* [TASK TO CARRY OUT] Copy exactly the stretch of data below from the line with "events.push(PointerEvent::Move(local(pos)));" through the line with "pub fn cursor_for(gesture: Gesture, draw_mode: bool)", including both of those lines.

[Saved data entries]
=== Begin Enclosure ===

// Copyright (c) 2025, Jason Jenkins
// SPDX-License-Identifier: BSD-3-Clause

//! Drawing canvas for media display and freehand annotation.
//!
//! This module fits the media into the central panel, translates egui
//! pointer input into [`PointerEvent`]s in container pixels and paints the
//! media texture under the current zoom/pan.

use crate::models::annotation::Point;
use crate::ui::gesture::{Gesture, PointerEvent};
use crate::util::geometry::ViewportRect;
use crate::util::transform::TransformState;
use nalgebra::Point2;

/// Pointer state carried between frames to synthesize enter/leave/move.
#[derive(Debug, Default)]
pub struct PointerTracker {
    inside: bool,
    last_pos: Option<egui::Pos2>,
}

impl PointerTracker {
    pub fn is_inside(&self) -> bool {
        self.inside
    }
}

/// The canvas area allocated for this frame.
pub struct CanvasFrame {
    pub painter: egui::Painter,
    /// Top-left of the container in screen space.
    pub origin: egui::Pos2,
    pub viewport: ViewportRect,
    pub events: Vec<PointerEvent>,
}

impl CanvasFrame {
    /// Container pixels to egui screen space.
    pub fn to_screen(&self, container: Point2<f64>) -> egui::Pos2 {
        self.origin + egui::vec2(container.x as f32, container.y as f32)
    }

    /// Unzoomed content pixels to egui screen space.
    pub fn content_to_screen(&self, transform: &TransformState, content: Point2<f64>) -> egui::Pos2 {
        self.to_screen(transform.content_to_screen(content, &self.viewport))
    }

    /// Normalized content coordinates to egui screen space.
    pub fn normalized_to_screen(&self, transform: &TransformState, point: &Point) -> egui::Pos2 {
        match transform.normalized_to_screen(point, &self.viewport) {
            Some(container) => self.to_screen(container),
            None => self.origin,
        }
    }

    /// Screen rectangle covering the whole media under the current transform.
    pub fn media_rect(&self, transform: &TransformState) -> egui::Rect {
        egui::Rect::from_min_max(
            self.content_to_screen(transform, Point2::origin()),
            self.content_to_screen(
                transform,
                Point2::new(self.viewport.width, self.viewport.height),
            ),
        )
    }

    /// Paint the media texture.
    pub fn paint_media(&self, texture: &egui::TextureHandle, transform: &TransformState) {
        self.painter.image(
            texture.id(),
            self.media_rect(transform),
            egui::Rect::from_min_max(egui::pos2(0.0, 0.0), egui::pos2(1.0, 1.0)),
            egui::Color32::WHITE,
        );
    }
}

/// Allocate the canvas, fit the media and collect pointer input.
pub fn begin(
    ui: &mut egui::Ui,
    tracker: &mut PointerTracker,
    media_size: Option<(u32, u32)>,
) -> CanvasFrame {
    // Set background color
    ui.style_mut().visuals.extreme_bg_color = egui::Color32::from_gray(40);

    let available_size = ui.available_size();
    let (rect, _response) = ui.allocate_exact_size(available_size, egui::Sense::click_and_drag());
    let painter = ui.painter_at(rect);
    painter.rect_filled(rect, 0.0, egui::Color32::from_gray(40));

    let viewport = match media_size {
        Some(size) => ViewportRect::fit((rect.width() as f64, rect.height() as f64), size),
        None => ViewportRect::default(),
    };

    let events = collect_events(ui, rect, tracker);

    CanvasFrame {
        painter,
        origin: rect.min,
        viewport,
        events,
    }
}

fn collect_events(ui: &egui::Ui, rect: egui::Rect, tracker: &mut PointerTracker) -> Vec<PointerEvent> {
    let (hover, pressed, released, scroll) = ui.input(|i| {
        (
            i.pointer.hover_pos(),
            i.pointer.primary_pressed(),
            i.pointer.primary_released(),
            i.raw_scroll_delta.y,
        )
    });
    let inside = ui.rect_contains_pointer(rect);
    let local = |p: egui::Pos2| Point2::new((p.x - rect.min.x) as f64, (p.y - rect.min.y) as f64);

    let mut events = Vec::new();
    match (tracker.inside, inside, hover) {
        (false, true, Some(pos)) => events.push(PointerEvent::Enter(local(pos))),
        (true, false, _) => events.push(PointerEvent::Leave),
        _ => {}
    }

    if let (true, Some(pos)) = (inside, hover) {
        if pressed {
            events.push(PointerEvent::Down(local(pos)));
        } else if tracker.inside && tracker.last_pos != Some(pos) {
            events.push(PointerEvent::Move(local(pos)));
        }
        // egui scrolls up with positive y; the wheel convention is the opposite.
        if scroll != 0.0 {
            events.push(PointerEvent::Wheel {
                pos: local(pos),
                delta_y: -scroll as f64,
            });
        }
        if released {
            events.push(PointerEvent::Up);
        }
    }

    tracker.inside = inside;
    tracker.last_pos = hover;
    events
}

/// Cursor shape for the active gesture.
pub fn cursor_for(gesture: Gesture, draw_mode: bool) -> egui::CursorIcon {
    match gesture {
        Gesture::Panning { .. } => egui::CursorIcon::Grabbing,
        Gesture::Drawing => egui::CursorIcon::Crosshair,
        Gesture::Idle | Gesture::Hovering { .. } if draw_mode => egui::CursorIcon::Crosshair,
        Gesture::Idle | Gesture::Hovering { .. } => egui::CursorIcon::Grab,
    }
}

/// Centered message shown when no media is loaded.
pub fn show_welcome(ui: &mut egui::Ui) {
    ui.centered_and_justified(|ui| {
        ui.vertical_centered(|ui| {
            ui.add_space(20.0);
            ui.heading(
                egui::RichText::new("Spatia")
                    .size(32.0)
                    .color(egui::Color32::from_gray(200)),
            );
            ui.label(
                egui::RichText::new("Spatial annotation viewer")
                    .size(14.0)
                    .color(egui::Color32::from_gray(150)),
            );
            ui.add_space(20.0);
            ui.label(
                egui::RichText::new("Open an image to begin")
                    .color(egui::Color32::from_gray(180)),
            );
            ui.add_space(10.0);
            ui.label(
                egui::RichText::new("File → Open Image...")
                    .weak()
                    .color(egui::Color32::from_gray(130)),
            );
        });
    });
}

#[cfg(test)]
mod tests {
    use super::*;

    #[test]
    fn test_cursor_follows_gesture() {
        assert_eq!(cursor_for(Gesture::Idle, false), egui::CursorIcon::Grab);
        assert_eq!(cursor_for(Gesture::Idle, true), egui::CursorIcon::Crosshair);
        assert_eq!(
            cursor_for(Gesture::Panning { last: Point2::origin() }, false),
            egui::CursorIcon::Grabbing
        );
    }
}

=== End Enclosure ===
=== Begin Enclosure ===

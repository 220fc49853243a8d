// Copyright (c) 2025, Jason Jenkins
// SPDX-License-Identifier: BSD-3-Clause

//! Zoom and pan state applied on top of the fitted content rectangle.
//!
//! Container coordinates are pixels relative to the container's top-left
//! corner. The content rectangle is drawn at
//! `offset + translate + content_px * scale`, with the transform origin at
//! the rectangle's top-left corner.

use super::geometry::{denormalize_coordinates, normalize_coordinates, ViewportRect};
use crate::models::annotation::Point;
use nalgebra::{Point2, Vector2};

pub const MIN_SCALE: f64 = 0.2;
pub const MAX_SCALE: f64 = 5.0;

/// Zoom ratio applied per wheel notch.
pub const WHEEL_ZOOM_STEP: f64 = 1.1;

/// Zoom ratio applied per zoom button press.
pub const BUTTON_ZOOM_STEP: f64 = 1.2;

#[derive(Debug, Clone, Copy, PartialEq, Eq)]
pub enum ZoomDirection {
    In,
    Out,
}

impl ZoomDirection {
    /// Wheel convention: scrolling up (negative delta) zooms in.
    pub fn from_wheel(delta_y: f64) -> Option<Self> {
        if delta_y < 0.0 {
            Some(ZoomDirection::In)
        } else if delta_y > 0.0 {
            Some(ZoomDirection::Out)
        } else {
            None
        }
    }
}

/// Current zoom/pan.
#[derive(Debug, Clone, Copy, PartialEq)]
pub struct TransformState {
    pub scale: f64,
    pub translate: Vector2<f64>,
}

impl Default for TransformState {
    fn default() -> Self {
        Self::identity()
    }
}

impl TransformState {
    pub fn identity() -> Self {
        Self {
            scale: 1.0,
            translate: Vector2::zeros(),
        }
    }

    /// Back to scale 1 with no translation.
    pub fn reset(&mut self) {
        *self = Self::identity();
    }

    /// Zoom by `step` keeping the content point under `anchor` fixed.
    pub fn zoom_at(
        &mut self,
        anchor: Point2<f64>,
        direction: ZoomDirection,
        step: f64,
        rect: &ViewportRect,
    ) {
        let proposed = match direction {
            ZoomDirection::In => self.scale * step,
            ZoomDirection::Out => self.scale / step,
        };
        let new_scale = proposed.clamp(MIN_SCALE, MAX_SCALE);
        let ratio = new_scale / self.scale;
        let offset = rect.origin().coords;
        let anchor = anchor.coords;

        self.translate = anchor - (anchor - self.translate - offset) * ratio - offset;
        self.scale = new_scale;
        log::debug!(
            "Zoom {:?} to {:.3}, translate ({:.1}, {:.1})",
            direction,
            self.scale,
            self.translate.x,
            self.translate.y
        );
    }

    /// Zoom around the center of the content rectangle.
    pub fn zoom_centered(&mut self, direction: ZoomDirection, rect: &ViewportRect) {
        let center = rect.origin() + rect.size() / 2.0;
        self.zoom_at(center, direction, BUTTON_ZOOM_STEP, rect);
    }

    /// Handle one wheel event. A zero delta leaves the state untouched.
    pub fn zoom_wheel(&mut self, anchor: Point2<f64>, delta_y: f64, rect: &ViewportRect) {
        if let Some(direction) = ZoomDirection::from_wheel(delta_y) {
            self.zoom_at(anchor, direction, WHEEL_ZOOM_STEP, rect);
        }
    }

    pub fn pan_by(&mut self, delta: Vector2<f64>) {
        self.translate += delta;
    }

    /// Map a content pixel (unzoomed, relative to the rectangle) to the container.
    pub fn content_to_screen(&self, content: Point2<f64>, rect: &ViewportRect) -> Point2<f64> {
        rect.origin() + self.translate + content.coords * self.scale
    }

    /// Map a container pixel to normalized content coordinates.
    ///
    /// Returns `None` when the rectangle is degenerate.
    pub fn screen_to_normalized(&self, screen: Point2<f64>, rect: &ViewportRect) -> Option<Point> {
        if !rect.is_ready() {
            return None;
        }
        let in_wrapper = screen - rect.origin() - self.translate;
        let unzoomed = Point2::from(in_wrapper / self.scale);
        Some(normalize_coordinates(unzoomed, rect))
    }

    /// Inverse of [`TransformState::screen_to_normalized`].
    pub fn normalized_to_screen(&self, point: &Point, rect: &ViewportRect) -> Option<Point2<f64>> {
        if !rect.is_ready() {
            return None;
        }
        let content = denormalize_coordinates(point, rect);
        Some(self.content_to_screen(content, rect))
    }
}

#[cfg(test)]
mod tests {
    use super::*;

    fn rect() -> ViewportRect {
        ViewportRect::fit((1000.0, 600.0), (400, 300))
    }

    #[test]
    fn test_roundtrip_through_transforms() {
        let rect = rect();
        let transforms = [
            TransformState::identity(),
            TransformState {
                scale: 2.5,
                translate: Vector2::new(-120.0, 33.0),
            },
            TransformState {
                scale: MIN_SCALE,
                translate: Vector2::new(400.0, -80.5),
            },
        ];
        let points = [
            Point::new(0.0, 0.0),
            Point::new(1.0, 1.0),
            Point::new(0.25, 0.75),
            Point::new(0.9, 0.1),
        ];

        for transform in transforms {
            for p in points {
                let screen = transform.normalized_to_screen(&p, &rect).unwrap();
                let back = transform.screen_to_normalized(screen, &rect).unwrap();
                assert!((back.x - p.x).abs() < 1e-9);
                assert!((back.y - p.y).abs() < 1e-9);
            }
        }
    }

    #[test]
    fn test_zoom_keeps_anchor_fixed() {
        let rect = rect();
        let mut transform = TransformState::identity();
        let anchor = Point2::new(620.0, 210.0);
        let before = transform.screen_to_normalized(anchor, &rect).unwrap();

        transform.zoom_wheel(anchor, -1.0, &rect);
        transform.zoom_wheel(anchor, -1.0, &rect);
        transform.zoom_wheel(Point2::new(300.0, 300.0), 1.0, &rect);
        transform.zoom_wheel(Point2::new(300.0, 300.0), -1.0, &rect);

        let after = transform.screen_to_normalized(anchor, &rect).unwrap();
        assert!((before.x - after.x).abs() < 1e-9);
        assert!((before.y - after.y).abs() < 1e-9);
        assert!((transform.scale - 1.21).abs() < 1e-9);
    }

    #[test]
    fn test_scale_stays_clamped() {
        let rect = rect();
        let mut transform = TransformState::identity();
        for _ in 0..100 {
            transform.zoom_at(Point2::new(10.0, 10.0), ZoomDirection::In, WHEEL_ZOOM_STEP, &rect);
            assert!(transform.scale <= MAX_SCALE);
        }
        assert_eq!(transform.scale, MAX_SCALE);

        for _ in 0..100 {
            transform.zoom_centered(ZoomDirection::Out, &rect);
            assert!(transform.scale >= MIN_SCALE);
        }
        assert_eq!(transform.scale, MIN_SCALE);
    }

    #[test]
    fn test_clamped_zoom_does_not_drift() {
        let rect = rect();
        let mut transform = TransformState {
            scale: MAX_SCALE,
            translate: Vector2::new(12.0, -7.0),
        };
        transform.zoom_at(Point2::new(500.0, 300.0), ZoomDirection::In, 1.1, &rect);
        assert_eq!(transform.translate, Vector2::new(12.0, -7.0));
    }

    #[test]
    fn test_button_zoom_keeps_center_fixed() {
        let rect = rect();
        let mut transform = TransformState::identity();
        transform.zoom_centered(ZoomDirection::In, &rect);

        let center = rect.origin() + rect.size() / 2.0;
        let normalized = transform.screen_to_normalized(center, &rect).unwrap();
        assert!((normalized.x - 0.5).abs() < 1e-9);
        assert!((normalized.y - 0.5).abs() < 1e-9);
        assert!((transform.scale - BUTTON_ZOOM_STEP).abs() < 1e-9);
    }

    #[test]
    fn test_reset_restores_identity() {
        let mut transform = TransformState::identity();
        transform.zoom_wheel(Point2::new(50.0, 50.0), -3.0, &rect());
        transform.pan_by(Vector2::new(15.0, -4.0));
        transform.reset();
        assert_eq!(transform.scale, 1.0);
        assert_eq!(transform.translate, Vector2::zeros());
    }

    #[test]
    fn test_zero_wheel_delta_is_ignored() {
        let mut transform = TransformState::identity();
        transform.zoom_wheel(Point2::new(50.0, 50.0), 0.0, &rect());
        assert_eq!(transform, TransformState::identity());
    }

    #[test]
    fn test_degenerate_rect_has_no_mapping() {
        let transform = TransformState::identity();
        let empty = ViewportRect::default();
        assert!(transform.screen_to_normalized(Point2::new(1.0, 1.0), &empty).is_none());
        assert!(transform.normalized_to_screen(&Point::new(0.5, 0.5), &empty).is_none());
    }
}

=== End Enclosure ===

* [SOLVED PROBLEM]
            events.push(PointerEvent::Move(local(pos)));
        }
        // egui scrolls up with positive y; the wheel convention is the opposite.
        if scroll != 0.0 {
            events.push(PointerEvent::Wheel {
                pos: local(pos),
                delta_y: -scroll as f64,
            });
        }
        if released {
            events.push(PointerEvent::Up);
        }
    }

    tracker.inside = inside;
    tracker.last_pos = hover;
    events
}

/// Cursor shape for the active gesture.
pub fn cursor_for(gesture: Gesture, draw_mode: bool) -> egui::CursorIcon {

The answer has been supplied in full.